66 CHEVY VALLEEROS said:


> View attachment 549030
> *GOING TO BE A FUN DAY IN THE VALLE:thumbsup:*


:yes:


----------



## MR O.G. (Jun 16, 2009)

Are u having a catagory for long distance driven for a bomb?


----------



## 66 CHEVY VALLEEROS (Sep 27, 2008)

MR O.G. said:


> Are u having a catagory for long distance driven for a bomb?

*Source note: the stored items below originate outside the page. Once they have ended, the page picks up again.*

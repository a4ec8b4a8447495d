//! Decoded Element Attributes
//!
//! Holds the attributes of one element as a decoder produces them: a
//! qualified name plus either a literal value or an encoded datum still in
//! algorithm form. Encoded values are converted to text on first access and
//! cached; a failed conversion reads as absent.

use std::cell::OnceCell;
use std::sync::Arc;

use tracing::debug;

use crate::algorithm::{AlgorithmDatum, AlgorithmRegistry};
use crate::error::Result;
use crate::vocab::{split_qname, DuplicateAttributeVerifier, QualifiedName};

#[derive(Debug, Clone)]
enum AttributeValue {
    Literal(String),
    Encoded {
        datum: AlgorithmDatum,
        text: OnceCell<Option<String>>,
    },
}

/// One attribute of an element
#[derive(Debug, Clone)]
pub struct Attribute {
    pub name: QualifiedName,
    value: AttributeValue,
}

impl Attribute {
    /// The encoded datum, if this attribute was not given as a literal
    pub fn datum(&self) -> Option<&AlgorithmDatum> {
        match &self.value {
            AttributeValue::Literal(_) => None,
            AttributeValue::Encoded { datum, .. } => Some(datum),
        }
    }

    pub fn is_encoded(&self) -> bool {
        self.datum().is_some()
    }
}

/// Ordered attributes of the current element
#[derive(Debug, Clone, Default)]
pub struct AttributesHolder {
    attributes: Vec<Attribute>,
    registry: Arc<AlgorithmRegistry>,
}

impl AttributesHolder {
    /// Holder that can convert the built-in algorithms only
    pub fn new() -> Self {
        Self::default()
    }

    /// Holder that also converts the application algorithms in `registry`
    pub fn with_registry(registry: Arc<AlgorithmRegistry>) -> Self {
        AttributesHolder {
            attributes: Vec::with_capacity(8),
            registry,
        }
    }

    pub fn add_literal(&mut self, name: QualifiedName, value: &str) {
        self.attributes.push(Attribute {
            name,
            value: AttributeValue::Literal(value.to_string()),
        });
    }

    pub fn add_encoded(&mut self, name: QualifiedName, datum: AlgorithmDatum) {
        self.attributes.push(Attribute {
            name,
            value: AttributeValue::Encoded {
                datum,
                text: OnceCell::new(),
            },
        });
    }

    #[inline]
    pub fn len(&self) -> usize {
        self.attributes.len()
    }

    #[inline]
    pub fn is_empty(&self) -> bool {
        self.attributes.is_empty()
    }

    pub fn get(&self, i: usize) -> Option<&Attribute> {
        self.attributes.get(i)
    }

    pub fn name(&self, i: usize) -> Option<&QualifiedName> {
        self.attributes.get(i).map(|a| &a.name)
    }

    pub fn qname(&self, i: usize) -> Option<&str> {
        self.name(i).map(|n| &*n.qname)
    }

    pub fn local_name(&self, i: usize) -> Option<&str> {
        self.name(i).map(|n| &*n.local_name)
    }

    pub fn prefix(&self, i: usize) -> Option<&str> {
        self.name(i).map(|n| &*n.prefix)
    }

    pub fn namespace_name(&self, i: usize) -> Option<&str> {
        self.name(i).map(|n| &*n.namespace_name)
    }

    /// Value of attribute `i`, converting an encoded datum on first access
    pub fn value(&self, i: usize) -> Option<&str> {
        match &self.attributes.get(i)?.value {
            AttributeValue::Literal(value) => Some(value.as_str()),
            AttributeValue::Encoded { datum, text } => text
                .get_or_init(|| match datum.to_text(&self.registry) {
                    Ok(text) => Some(text),
                    Err(e) => {
                        debug!(index = datum.index, error = %e, "attribute value conversion failed");
                        None
                    }
                })
                .as_deref(),
        }
    }

    pub fn datum(&self, i: usize) -> Option<&AlgorithmDatum> {
        self.attributes.get(i).and_then(Attribute::datum)
    }

    pub fn algorithm_index(&self, i: usize) -> Option<usize> {
        self.datum(i).map(|d| d.index)
    }

    pub fn algorithm_uri(&self, i: usize) -> Option<&str> {
        self.datum(i).and_then(|d| d.uri.as_deref())
    }

    /// Position of the attribute with composite name `qname`
    pub fn index_of_qname(&self, qname: &str) -> Option<usize> {
        let (prefix, local) = split_qname(qname);
        let prefix = prefix.unwrap_or("");
        self.attributes
            .iter()
            .position(|a| &*a.name.local_name == local && &*a.name.prefix == prefix)
    }

    /// Position of the attribute with this namespace and local name
    pub fn index_of(&self, namespace_name: &str, local_name: &str) -> Option<usize> {
        self.attributes.iter().position(|a| {
            &*a.name.local_name == local_name && &*a.name.namespace_name == namespace_name
        })
    }

    pub fn value_of_qname(&self, qname: &str) -> Option<&str> {
        self.index_of_qname(qname).and_then(|i| self.value(i))
    }

    pub fn value_of(&self, namespace_name: &str, local_name: &str) -> Option<&str> {
        self.index_of(namespace_name, local_name)
            .and_then(|i| self.value(i))
    }

    pub fn iter(&self) -> impl Iterator<Item = (&QualifiedName, Option<&str>)> + '_ {
        (0..self.len()).map(move |i| (&self.attributes[i].name, self.value(i)))
    }

    /// Fail if two attributes share a name, using the verifier's attribute ids
    pub fn verify_unique(&self, verifier: &mut DuplicateAttributeVerifier) -> Result<()> {
        verifier.reset();
        for attribute in &self.attributes {
            verifier.check(&attribute.name)?;
        }
        Ok(())
    }

    /// Drop all attributes, keeping the allocation for the next element
    pub fn clear(&mut self) {
        self.attributes.clear();
    }
}

#[cfg(test)]
mod tests {
    use super::*;
    use crate::algorithm::{AlgorithmValue, EncodingAlgorithm, BOOLEAN, CDATA, SHORT};
    use crate::error::FastInfosetError;
    use crate::vocab::ATTRIBUTE_MAP_SIZE;
    use std::io::{Read, Write};
    use std::sync::atomic::{AtomicUsize, Ordering};

    fn name(prefix: &str, ns: &str, local: &str, local_index: usize) -> QualifiedName {
        let mut name = QualifiedName::new(prefix, ns, local).with_indices(None, None, local_index);
        name.create_attribute_values(ATTRIBUTE_MAP_SIZE);
        name
    }

    #[test]
    fn test_literal_and_encoded_values() {
        let mut holder = AttributesHolder::new();
        holder.add_literal(name("", "", "id", 0), "a1");
        holder.add_encoded(
            name("", "", "flags", 1),
            AlgorithmDatum::new(BOOLEAN, None, vec![0x1A]),
        );
        assert_eq!(holder.len(), 2);
        assert_eq!(holder.value(0), Some("a1"));
        assert_eq!(holder.value(1), Some("true false true"));
        assert_eq!(holder.algorithm_index(1), Some(BOOLEAN));
        assert_eq!(holder.algorithm_index(0), None);
        assert!(holder.get(1).unwrap().is_encoded());
        assert_eq!(holder.value(2), None);
    }

    #[test]
    fn test_failed_conversion_reads_as_absent() {
        let mut holder = AttributesHolder::new();
        holder.add_encoded(
            name("", "", "n", 0),
            AlgorithmDatum::new(SHORT, None, vec![0x00]),
        );
        holder.add_encoded(
            name("", "", "c", 1),
            AlgorithmDatum::new(CDATA, None, b"x".to_vec()),
        );
        assert_eq!(holder.value(0), None);
        assert_eq!(holder.value(1), None);
        assert_eq!(holder.local_name(0), Some("n"));
    }

    #[derive(Debug, Default)]
    struct Counting {
        calls: AtomicUsize,
    }

    impl EncodingAlgorithm for Counting {
        fn decode_from_bytes(&self, octets: &[u8]) -> Result<AlgorithmValue> {
            self.calls.fetch_add(1, Ordering::SeqCst);
            Ok(AlgorithmValue::Bytes(octets.to_vec()))
        }

        fn decode_from_reader(&self, reader: &mut dyn Read) -> Result<AlgorithmValue> {
            let mut octets = Vec::new();
            reader.read_to_end(&mut octets)?;
            self.decode_from_bytes(&octets)
        }

        fn encode_to_writer(&self, _value: &AlgorithmValue, _writer: &mut dyn Write) -> Result<()> {
            Ok(())
        }

        fn convert_from_text(&self, text: &str) -> Result<AlgorithmValue> {
            Ok(AlgorithmValue::Bytes(text.as_bytes().to_vec()))
        }

        fn convert_to_text(&self, value: &AlgorithmValue, out: &mut String) -> Result<()> {
            if let AlgorithmValue::Bytes(octets) = value {
                out.push_str(&String::from_utf8_lossy(octets));
            }
            Ok(())
        }
    }

    #[test]
    fn test_conversion_happens_once() {
        let counting = Arc::new(Counting::default());
        let mut registry = AlgorithmRegistry::new();
        registry.register("urn:count", counting.clone());

        let mut holder = AttributesHolder::with_registry(Arc::new(registry));
        holder.add_encoded(
            name("", "", "v", 0),
            AlgorithmDatum::new(40, Some("urn:count"), b"abc".to_vec()),
        );
        assert_eq!(holder.value(0), Some("abc"));
        assert_eq!(holder.value(0), Some("abc"));
        assert_eq!(counting.calls.load(Ordering::SeqCst), 1);
        assert_eq!(holder.algorithm_uri(0), Some("urn:count"));
    }

    #[test]
    fn test_lookup_by_name() {
        let mut holder = AttributesHolder::new();
        holder.add_literal(name("xlink", "http://www.w3.org/1999/xlink", "href", 0), "#a");
        holder.add_literal(name("", "", "href", 0), "#b");
        assert_eq!(holder.index_of_qname("xlink:href"), Some(0));
        assert_eq!(holder.index_of_qname("href"), Some(1));
        assert_eq!(holder.value_of("http://www.w3.org/1999/xlink", "href"), Some("#a"));
        assert_eq!(holder.value_of("", "href"), Some("#b"));
        assert_eq!(holder.value_of_qname("missing"), None);
        assert_eq!(holder.qname(0), Some("xlink:href"));
        assert_eq!(holder.prefix(0), Some("xlink"));
        assert_eq!(holder.namespace_name(1), Some(""));

        let pairs: Vec<(&str, Option<&str>)> =
            holder.iter().map(|(n, v)| (&*n.qname, v)).collect();
        assert_eq!(pairs, vec![("xlink:href", Some("#a")), ("href", Some("#b"))]);

        holder.clear();
        assert!(holder.is_empty());
    }

    #[test]
    fn test_verify_unique() {
        let mut verifier = DuplicateAttributeVerifier::new();
        let mut holder = AttributesHolder::new();
        holder.add_literal(name("", "", "a", 0), "1");
        holder.add_literal(name("", "", "b", 1), "2");
        holder.verify_unique(&mut verifier).unwrap();

        holder.add_literal(name("", "", "a", 0), "3");
        assert!(matches!(
            holder.verify_unique(&mut verifier),
            Err(FastInfosetError::DuplicateAttribute(_))
        ));
    }
}
//! String Index
//!
//! Deduplicating string → index dictionary for the serialize side of a
//! vocabulary. Indices are dense and assigned in first-seen order, starting
//! after the read-only parent when the index is layered.
//!
//! Memory layout:
//! - `entries`: dynamic entries in insertion order (position = index - read_only_len)
//! - `buckets`: head entry of each hash chain
//! - each entry keeps its full hash and the next entry in its chain

use std::sync::Arc;

use tracing::{trace, warn};

use super::{bucket_count, bucket_for, key_hash, threshold_for, Obtained, MAXIMUM_BUCKETS};
use crate::error::{FastInfosetError, Result};

#[derive(Debug, Clone)]
struct Entry {
    key: Arc<str>,
    hash: u32,
    next: Option<u32>,
}

/// Hash dictionary assigning dense indices to strings
#[derive(Debug, Clone)]
pub struct StringIndex {
    name: &'static str,
    entries: Vec<Entry>,
    buckets: Vec<Option<u32>>,
    threshold: usize,
    parent: Option<Arc<StringIndex>>,
    read_only_len: usize,
    /// Reserved key held at index 0 while the index has no parent
    fixed: Option<Arc<str>>,
    maximum_entries: usize,
    total_characters: usize,
}

impl StringIndex {
    /// Create an empty index with `capacity` buckets (rounded to a power of two)
    pub fn new(name: &'static str, capacity: usize, maximum_entries: usize) -> Self {
        let capacity = bucket_count(capacity);
        StringIndex {
            name,
            entries: Vec::new(),
            buckets: vec![None; capacity],
            threshold: threshold_for(capacity),
            parent: None,
            read_only_len: 0,
            fixed: None,
            maximum_entries,
            total_characters: 0,
        }
    }

    /// Create an index whose index 0 is permanently reserved for `fixed`
    pub fn with_fixed_entry(
        name: &'static str,
        fixed: &str,
        capacity: usize,
        maximum_entries: usize,
    ) -> Self {
        let mut index = Self::new(name, capacity, maximum_entries.max(1));
        let fixed: Arc<str> = Arc::from(fixed);
        index.link(Arc::clone(&fixed), key_hash(&fixed));
        index.fixed = Some(fixed);
        index
    }

    /// Return the index of `key`, inserting it when absent
    pub fn obtain_index(&mut self, key: &str) -> Result<Obtained> {
        let hash = key_hash(key);
        if let Some(index) = self.parent.as_ref().and_then(|p| p.find(key, hash)) {
            return Ok(Obtained::Found(index));
        }
        if let Some(position) = self.find_local(key, hash) {
            return Ok(Obtained::Found(self.read_only_len + position));
        }
        self.insert(Arc::from(key), hash).map(Obtained::Inserted)
    }

    /// Insert `key` without checking whether it is already present
    pub fn add(&mut self, key: &str) -> Result<usize> {
        self.insert(Arc::from(key), key_hash(key))
    }

    /// Look up `key` without inserting
    pub fn get(&self, key: &str) -> Option<usize> {
        self.find(key, key_hash(key))
    }

    pub fn contains(&self, key: &str) -> bool {
        self.get(key).is_some()
    }

    fn find(&self, key: &str, hash: u32) -> Option<usize> {
        if let Some(index) = self.parent.as_ref().and_then(|p| p.find(key, hash)) {
            return Some(index);
        }
        self.find_local(key, hash)
            .map(|position| self.read_only_len + position)
    }

    fn find_local(&self, key: &str, hash: u32) -> Option<usize> {
        let mut cursor = self.buckets[bucket_for(hash, self.buckets.len())];
        while let Some(position) = cursor {
            let entry = &self.entries[position as usize];
            if entry.hash == hash && &*entry.key == key {
                return Some(position as usize);
            }
            cursor = entry.next;
        }
        None
    }

    fn insert(&mut self, key: Arc<str>, hash: u32) -> Result<usize> {
        if self.len() >= self.maximum_entries {
            warn!(table = self.name, limit = self.maximum_entries, "string index capacity exhausted");
            return Err(FastInfosetError::AllocationLimitExceeded {
                table: self.name,
                limit: self.maximum_entries,
            });
        }
        if self.entries.len() >= u32::MAX as usize {
            return Err(FastInfosetError::AllocationLimitExceeded {
                table: self.name,
                limit: u32::MAX as usize,
            });
        }
        let position = self.link(key, hash);
        Ok(self.read_only_len + position)
    }

    /// Push an entry at the head of its chain, growing the bucket array when loaded
    fn link(&mut self, key: Arc<str>, hash: u32) -> usize {
        let position = self.entries.len();
        let bucket = bucket_for(hash, self.buckets.len());
        self.total_characters += key.chars().count();
        self.entries.push(Entry {
            key,
            hash,
            next: self.buckets[bucket],
        });
        self.buckets[bucket] = Some(position as u32);

        if self.entries.len() > self.threshold {
            self.resize(self.buckets.len() * 2);
        }
        position
    }

    fn resize(&mut self, new_len: usize) {
        let new_len = new_len.min(MAXIMUM_BUCKETS);
        if new_len <= self.buckets.len() {
            self.threshold = usize::MAX;
            return;
        }
        trace!(table = self.name, buckets = new_len, "resizing string index");
        self.buckets.clear();
        self.buckets.resize(new_len, None);
        self.threshold = threshold_for(new_len);
        self.relink();
    }

    /// Rebuild every chain from the stored hashes
    fn relink(&mut self) {
        self.buckets.iter_mut().for_each(|b| *b = None);
        let len = self.buckets.len();
        for position in 0..self.entries.len() {
            let bucket = bucket_for(self.entries[position].hash, len);
            self.entries[position].next = self.buckets[bucket];
            self.buckets[bucket] = Some(position as u32);
        }
    }

    /// Install `parent` as the read-only base of this index
    ///
    /// The fixed entry, if held locally, is detached: the parent carries it.
    /// Without `clear`, dynamic entries are kept and renumbered after the parent.
    /// A kept key that the parent also holds resolves to the parent's index,
    /// but its slot stays counted in `len()` so numbering matches a parse-side
    /// array layered the same way.
    pub fn set_read_only(&mut self, parent: Arc<StringIndex>, clear: bool) {
        let holds_fixed = self.parent.is_none() && self.fixed.is_some();
        self.read_only_len = parent.len();
        self.parent = Some(parent);

        if clear {
            self.clear();
        } else if holds_fixed && !self.entries.is_empty() {
            let removed = self.entries.remove(0);
            self.total_characters -= removed.key.chars().count();
            self.relink();
        }
    }

    /// Drop the read-only parent; the next state is the unlayered empty index
    pub fn remove_read_only(&mut self) {
        self.parent = None;
        self.read_only_len = 0;
        self.clear();
    }

    /// Reset to the read-only boundary, restoring the fixed entry when unlayered
    pub fn clear(&mut self) {
        self.entries.clear();
        self.buckets.iter_mut().for_each(|b| *b = None);
        self.total_characters = 0;
        if self.parent.is_none() {
            if let Some(fixed) = self.fixed.clone() {
                let hash = key_hash(&fixed);
                self.link(fixed, hash);
            }
        }
    }

    /// Total entries, including the read-only base
    #[inline]
    pub fn len(&self) -> usize {
        self.read_only_len + self.entries.len()
    }

    #[inline]
    pub fn is_empty(&self) -> bool {
        self.len() == 0
    }

    #[inline]
    pub fn read_only_len(&self) -> usize {
        self.read_only_len
    }

    pub fn has_read_only(&self) -> bool {
        self.parent.is_some()
    }

    /// The reserved key, if this index was built with one
    pub fn fixed_entry(&self) -> Option<&str> {
        self.fixed.as_deref()
    }

    /// Characters held by the dynamic region
    pub fn total_character_count(&self) -> usize {
        self.total_characters
    }

    pub fn maximum_entries(&self) -> usize {
        self.maximum_entries
    }

    pub fn bucket_count(&self) -> usize {
        self.buckets.len()
    }

    pub fn name(&self) -> &'static str {
        self.name
    }

    /// Iterate over `(key, index)` pairs in index order, read-only base first
    pub fn iter(&self) -> Box<dyn Iterator<Item = (&str, usize)> + '_> {
        let local = self
            .entries
            .iter()
            .enumerate()
            .map(move |(position, e)| (&*e.key, self.read_only_len + position));
        match &self.parent {
            Some(parent) => Box::new(parent.iter().chain(local)),
            None => Box::new(local),
        }
    }
}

*I COULD DO THAT ONE ALSO STILL NOT DONE JUST GOT WORD ALOT OF NEW CARS COMING OUT FOR OUR SHOW FROM THE O.C. OUT TO THE VALLEY AND ALREADY PRE REG:thumbsup:*


----------



## 66 CHEVY VALLEEROS (Sep 27, 2008)

*TTT:thumbsup:*


----------



## 66 CHEVY VALLEEROS (Sep 27, 2008)

*BUMP TO THE TOP FOR A GOOD EVENT FOR EVERYONEWITH NICE CARS AND GOOD MUSIC:thumbsup:*


----------



## Junior LOC (Jun 19, 2011)

66 CHEVY VALLEEROS said:


> *I COULD DO THAT ONE ALSO STILL NOT DONE JUST GOT WORD ALOT OF NEW CARS COMING OUT FOR OUR SHOW FROM THE O.C. OUT TO THE VALLEY AND ALREADY PRE REG:thumbsup:*


----------



## Junior LOC (Jun 19, 2011)

There are currently 3 users browsing this thread. (1 members and 2 guests)
Junior LOC

:machinegun: :finger:


----------



## 66 CHEVY VALLEEROS (Sep 27, 2008)

*ITS GOING TO BE GOOD CAN'T WAIT:thumbsup:*


----------



## 66 CHEVY VALLEEROS (Sep 27, 2008)

:h5:*






*


----------



## Junior LOC (Jun 19, 2011)

66 CHEVY VALLEEROS said:


> :h5:*
> View attachment 552054
> *


:thumbsup:


----------



## 66 CHEVY VALLEEROS (Sep 27, 2008)

*GOING TO BE A GOOD EVENT COME OUT AND HAVE FUN*


----------



## 66 CHEVY VALLEEROS (Sep 27, 2008)

*TTT:thumbsup:*


----------



## 66 CHEVY VALLEEROS (Sep 27, 2008)

*PIXS FROM YRS BACK






*


----------



## mannyn1964 (Jul 23, 2012)

Are you having vendors for this show.....


----------



## MI CAMINO '85 (Aug 18, 2011)

TTMFT, ONE LIFE WILL BE THERE TO SUPPORT THE BIG HOMIE COOKIE


----------



## 66 CHEVY VALLEEROS (Sep 27, 2008)

mannyn1964 said:


> Are you having vendors for this show.....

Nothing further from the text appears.